Griots memorize genealogies spanning seven centuries without writing a word down.
Across West Africa, griots (known as jeli or djeli in Manding languages, gewel in Wolof, and gawlo in Pulaar) serve as oral historians, genealogists, musicians, and advisors.1 The tradition predates European contact and is documented as far back as the Mali Empire in the thirteenth century. Griots are born into the role. It is a hereditary profession, passed through family lines, and a griot's child is expected to learn the craft from infancy.

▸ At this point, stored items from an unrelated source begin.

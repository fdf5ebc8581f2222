//! Process-level integrations.

#[cfg(unix)]
pub mod signals;

#[cfg(unix)]
pub use signals::{install_signal_handlers, SignalHookGuard};
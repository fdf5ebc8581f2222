use std::collections::BTreeMap;
use std::path::PathBuf;

use crate::config::ChatApiConfig;
use crate::session::SessionContext;

pub const HEADER_SESSION_ID: &str = "X-Session-ID";
pub const HEADER_WORKING_DIRECTORY: &str = "X-Working-Directory";
pub const HEADER_ACCEPT: &str = "accept";
pub const HEADER_CACHE_CONTROL: &str = "cache-control";
pub const HEADER_CONTENT_TYPE: &str = "content-type";
pub const HEADER_USER_AGENT: &str = "User-Agent";

pub const EVENT_STREAM: &str = "text/event-stream";
pub const APPLICATION_JSON: &str = "application/json";

/// Build a deterministic header map for one chat request.
///
/// The session header is attached only while a token is held. The working
/// directory header is attached only when the server is on a loopback host.
pub fn build_headers(
    config: &ChatApiConfig,
    context: &SessionContext,
    streaming: bool,
) -> BTreeMap<String, String> {
    let mut headers = BTreeMap::new();

    headers.insert(HEADER_CONTENT_TYPE.to_owned(), APPLICATION_JSON.to_owned());
    if streaming {
        headers.insert(HEADER_ACCEPT.to_owned(), EVENT_STREAM.to_owned());
        headers.insert(HEADER_CACHE_CONTROL.to_owned(), "no-cache".to_owned());
    } else {
        headers.insert(HEADER_ACCEPT.to_owned(), APPLICATION_JSON.to_owned());
    }

    let ua = config
        .user_agent
        .as_deref()
        .map(str::trim)
        .filter(|value| !value.is_empty())
        .map(str::to_owned)
        .unwrap_or_else(default_user_agent);
    headers.insert(HEADER_USER_AGENT.to_owned(), ua);

    for (key, value) in &config.extra_headers {
        headers.insert(key.trim().to_ascii_lowercase(), value.trim().to_owned());
    }

    if let Some(session_id) = context.session_token.get() {
        headers.insert(HEADER_SESSION_ID.to_owned(), session_id);
    }

    if context.is_loopback() {
        if let Some(cwd) = working_directory(config) {
            headers.insert(
                HEADER_WORKING_DIRECTORY.to_owned(),
                cwd.to_string_lossy().into_owned(),
            );
        }
    }

    headers
}

fn working_directory(config: &ChatApiConfig) -> Option<PathBuf> {
    config
        .working_directory
        .clone()
        .or_else(|| std::env::current_dir().ok())
}

fn default_user_agent() -> String {
    format!(
        "chatctl/{} ({}; {})",
        env!("CARGO_PKG_VERSION"),
        std::env::consts::OS,
        normalize_arch(std::env::consts::ARCH)
    )
}

fn normalize_arch(arch: &str) -> String {
    match arch.to_ascii_lowercase().as_str() {
        "x86_64" | "amd64" => "x64".to_owned(),
        "x86" | "i386" | "i686" => "ia32".to_owned(),
        "aarch64" => "arm64".to_owned(),
        normalized => normalized.to_owned(),
    }
}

The Sundiata Keita epic, which recounts the founding of the Mali Empire around 1235, has been preserved and transmitted by griots for nearly eight centuries without a written text.2 The epic's survival depends entirely on the griot's memory, vocal skill, and the apprenticeship system through which each generation teaches the next. A master griot may spend decades memorizing genealogies, historical narratives, songs, and the protocols of diplomatic occasions.

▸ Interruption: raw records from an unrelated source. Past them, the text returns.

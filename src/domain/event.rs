use std::collections::{BTreeMap, HashMap};

use chrono::{DateTime, Utc};
use serde::{Deserialize, Serialize};

/// Stat id the provider uses for team-level markets (moneyline/spread/total).
pub const TEAM_POINTS_STAT: &str = "points";

/// Period id of full-game markets; the only period this engine grades.
pub const FULL_GAME_PERIOD: &str = "game";

/// Stat entity of game-wide quotes such as the full-game total.
pub const GAME_ENTITY: &str = "all";

/// Per-player stat line, stat id -> value.
pub type StatRecord = HashMap<String, f64>;

#[derive(Clone, Copy, Debug, Default, PartialEq, Eq, Serialize, Deserialize)]
pub struct EventStatus {
    pub started: bool,
    pub live: bool,
    pub finalized: bool,
    pub cancelled: bool,
}

impl EventStatus {
    /// Any sign that play has begun, as far as bet creation is concerned.
    pub fn in_play_or_done(&self) -> bool {
        self.started || self.live || self.finalized
    }
}

#[derive(Clone, Debug, Default, PartialEq, Eq, Serialize, Deserialize)]
pub struct TeamNames {
    pub long: Option<String>,
    pub medium: Option<String>,
    pub short: Option<String>,
}

impl TeamNames {
    pub fn variants(&self) -> impl Iterator<Item = &str> {
        [&self.long, &self.medium, &self.short]
            .into_iter()
            .filter_map(|n| n.as_deref())
    }

    /// Best name for logs and error messages.
    pub fn display(&self) -> &str {
        self.variants().next().unwrap_or("unknown team")
    }
}

#[derive(Clone, Debug, Default, PartialEq, Serialize, Deserialize)]
pub struct Team {
    pub id: Option<String>,
    pub names: TeamNames,
    pub score: Option<f64>,
}

#[derive(Clone, Copy, Debug, PartialEq, Eq, Hash, Serialize, Deserialize)]
#[serde(rename_all = "lowercase")]
pub enum TeamSide {
    Home,
    Away,
}

impl TeamSide {
    pub fn other(self) -> Self {
        match self {
            TeamSide::Home => TeamSide::Away,
            TeamSide::Away => TeamSide::Home,
        }
    }

    pub fn as_str(self) -> &'static str {
        match self {
            TeamSide::Home => "home",
            TeamSide::Away => "away",
        }
    }
}

#[derive(Clone, Debug, Default, PartialEq, Eq, Serialize, Deserialize)]
pub struct Player {
    pub id: String,
    pub display_name: Option<String>,
    pub first_name: Option<String>,
    pub last_name: Option<String>,
    pub alias: Option<String>,
}

impl Player {
    /// Display name, "first last", and alias, whichever are present.
    pub fn name_variants(&self) -> Vec<String> {
        let mut out = Vec::with_capacity(3);
        if let Some(name) = &self.display_name {
            out.push(name.clone());
        }
        if let (Some(first), Some(last)) = (&self.first_name, &self.last_name) {
            out.push(format!("{first} {last}"));
        }
        if let Some(alias) = &self.alias {
            out.push(alias.clone());
        }
        out
    }
}

/// Market family of a quote, mirroring the provider's bet type ids.
#[derive(Clone, Copy, Debug, PartialEq, Eq, Serialize, Deserialize)]
#[serde(rename_all = "lowercase")]
pub enum BetType {
    /// `ml`
    Moneyline,
    /// `sp`
    Spread,
    /// `ou`
    OverUnder,
    /// `yn`
    YesNo,
}

#[derive(Clone, Copy, Debug, PartialEq, Eq, Hash, Serialize, Deserialize)]
#[serde(rename_all = "lowercase")]
pub enum OddSide {
    Home,
    Away,
    Over,
    Under,
    Yes,
    No,
}

impl From<TeamSide> for OddSide {
    fn from(side: TeamSide) -> Self {
        match side {
            TeamSide::Home => OddSide::Home,
            TeamSide::Away => OddSide::Away,
        }
    }
}

/// One alternate line offered by a bookmaker.
#[derive(Clone, Debug, Default, PartialEq, Serialize, Deserialize)]
pub struct AltLine {
    pub line: Option<f64>,
    pub price: Option<f64>,
}

/// A single bookmaker's view of a market. Prices are American.
#[derive(Clone, Debug, Default, PartialEq, Serialize, Deserialize)]
pub struct BookmakerQuote {
    pub price: Option<f64>,
    pub line: Option<f64>,
    pub available: bool,
    pub alt_lines: Vec<AltLine>,
}

/// A provider quote. `book_*` / `fair_*` are the canonical consensus values; `line` is the
/// spread for spread markets and the total for over/under markets.
#[derive(Clone, Debug, PartialEq, Serialize, Deserialize)]
pub struct Odd {
    pub id: String,
    pub bet_type: BetType,
    pub period: String,
    pub side: OddSide,
    pub player_id: Option<String>,
    pub stat_id: String,
    /// Whose stat is quoted: [`GAME_ENTITY`], `home` / `away`, or a player id.
    pub stat_entity: Option<String>,
    pub market_name: Option<String>,
    pub book_price: Option<f64>,
    pub fair_price: Option<f64>,
    pub book_line: Option<f64>,
    pub fair_line: Option<f64>,
    pub bookmakers: BTreeMap<String, BookmakerQuote>,
}

impl Odd {
    pub fn is_full_game(&self) -> bool {
        self.period == FULL_GAME_PERIOD
    }

    /// Whether the quote is on `entity`'s stat. A quote without an entity matches any.
    pub fn is_on_entity(&self, entity: &str) -> bool {
        self.stat_entity
            .as_deref()
            .map_or(true, |e| e.eq_ignore_ascii_case(entity))
    }
}

/// Read-only snapshot of a sporting event as published by the provider.
#[derive(Clone, Debug, Default, PartialEq, Serialize, Deserialize)]
pub struct Event {
    pub id: String,
    pub league: Option<String>,
    pub starts_at: Option<DateTime<Utc>>,
    pub status: EventStatus,
    pub home: Team,
    pub away: Team,
    pub players: BTreeMap<String, Player>,
    pub player_stats: HashMap<String, StatRecord>,
    pub odds: Vec<Odd>,
}

impl Event {
    pub fn team(&self, side: TeamSide) -> &Team {
        match side {
            TeamSide::Home => &self.home,
            TeamSide::Away => &self.away,
        }
    }

    pub fn score(&self, side: TeamSide) -> Option<f64> {
        self.team(side).score
    }

    /// Both final scores, home first.
    pub fn scores(&self) -> Option<(f64, f64)> {
        Some((self.home.score?, self.away.score?))
    }

    pub fn stats_for(&self, player_id: &str) -> Option<&StatRecord> {
        self.player_stats.get(player_id)
    }

    /// Whether the provider knows this player id, either as a roster entry or a stat line.
    pub fn knows_player(&self, player_id: &str) -> bool {
        self.players.contains_key(player_id) || self.player_stats.contains_key(player_id)
    }

    pub fn matchup(&self) -> String {
        format!("{} @ {}", self.away.names.display(), self.home.names.display())
    }
}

Griots were not entertainers in the modern sense. In the courts of Mande kings, they served as counselors, diplomats, and mediators. A griot's knowledge of genealogy allowed them to resolve disputes by tracing the kinship obligations between parties.3 Their social position was distinct from both the ruling class and the general population, occupying a caste (nyamakala) that carried both reverence and restriction. Griots could speak truths that others could not, precisely because their role placed them outside ordinary social hierarchies.

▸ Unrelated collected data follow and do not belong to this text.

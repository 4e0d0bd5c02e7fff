use std::sync::Arc;
use std::time::Duration;

use anyhow::Context;
use chrono::Utc;
use serde::Serialize;
use tracing::info;
use uuid::Uuid;

use crate::{
    client::SportsDataClient,
    gateway::{EventCache, EventGateway, MemoryEventCache},
    monitoring::metrics::{log_metrics_snapshot, METRICS},
    resolver::ContainmentResolver,
    settlement::{Settlement, Settler},
    storage::{create_pg_pool, BetStore, PgBetStore, RedisEventCache},
    sweep::core::{run_sweep, SweepReport},
    types::{AppConfig, CacheBackend},
    utils::time::{Clock, SystemClock},
};

/// Gateway over the configured provider and cache backend.
pub async fn build_gateway(cfg: &AppConfig, clock: Arc<dyn Clock>) -> anyhow::Result<Arc<EventGateway>> {
    let client = SportsDataClient::new(&cfg.provider).context("failed to build provider client")?;

    let cache: Arc<dyn EventCache> = match cfg.cache.backend {
        CacheBackend::Memory => Arc::new(MemoryEventCache::new(clock)),
        CacheBackend::Redis => {
            let redis = cfg
                .redis
                .as_ref()
                .context("cache backend is redis but no [redis] section is configured")?;
            Arc::new(RedisEventCache::new(redis).await.context("failed to connect to redis")?)
        }
    };

    let gateway = EventGateway::new(Arc::new(client), cache, Arc::new(ContainmentResolver))
        .with_ttl(Duration::from_secs(cfg.cache.ttl_secs))
        .with_window_hours(cfg.validation.fallback_window_hours);
    Ok(Arc::new(gateway))
}

pub async fn build_store(cfg: &AppConfig) -> anyhow::Result<Arc<PgBetStore>> {
    let pool = create_pg_pool(&cfg.postgres)
        .await
        .context("failed to connect to postgres")?;
    Ok(Arc::new(PgBetStore::new(pool)))
}

/// Run one settlement sweep over pending bets and log its summary.
pub async fn run_sweep_job(cfg: &AppConfig, limit: Option<i64>) -> anyhow::Result<SweepReport> {
    let started_at = Utc::now();
    let clock: Arc<dyn Clock> = Arc::new(SystemClock);
    let gateway = build_gateway(cfg, clock.clone()).await?;
    let store = build_store(cfg).await?;
    let settler = Settler::new(gateway, store.clone(), clock.clone());

    let limit = limit.unwrap_or(cfg.sweep.batch_limit);
    let report = run_sweep(store.as_ref(), &settler, clock.as_ref(), limit).await?;

    log_summary(&report, started_at.to_rfc3339(), limit);
    log_metrics_snapshot(&METRICS.snapshot());
    Ok(report)
}

/// Settle a single bet by id and persist the outcome when it is terminal.
pub async fn settle_one(cfg: &AppConfig, bet_id: Uuid) -> anyhow::Result<Settlement> {
    let clock: Arc<dyn Clock> = Arc::new(SystemClock);
    let gateway = build_gateway(cfg, clock.clone()).await?;
    let store = build_store(cfg).await?;
    let settler = Settler::new(gateway, store.clone(), clock);

    let mut bet = store
        .get_bet(bet_id)
        .await?
        .with_context(|| format!("bet {bet_id} not found"))?;
    if !bet.is_pending() {
        return settler.settle_bet(&bet).await;
    }

    let settlement = settler.settle_bet(&bet).await?;
    if settlement.is_terminal() {
        bet.settle(settlement.result, settlement.reason.clone())?;
        let written = store
            .record_result(bet.id, bet.result(), bet.void_reason())
            .await?;
        if written {
            METRICS.record_settlement(bet.market.label(), bet.result());
        } else {
            info!(target: "sweep", bet_id = %bet.id, "bet was settled concurrently; result not written");
        }
    }
    Ok(settlement)
}

#[derive(Serialize)]
struct SweepSummary<'a> {
    event: &'a str,
    started_at: String,
    finished_at: String,
    limit: i64,
    #[serde(flatten)]
    report: &'a SweepReport,
}

fn log_summary(report: &SweepReport, started_at: String, limit: i64) {
    let summary = SweepSummary {
        event: "sweep_summary",
        started_at,
        finished_at: Utc::now().to_rfc3339(),
        limit,
        report,
    };

    let payload =
        serde_json::to_string(&summary).unwrap_or_else(|_| "{\"event\":\"sweep_summary_error\"}".to_string());
    info!(target: "sweep", "{payload}");
}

The tradition continues in contemporary Senegal, Mali, Guinea, and the Gambia, though the role has evolved. Some griots perform at weddings and naming ceremonies. Others have become international recording artists, including Toumani Diabaté and Youssou N'Dour, who carry griot lineages.4 The profession demonstrates a model of work in which knowledge is not owned individually but held in trust by families who transmit it across generations.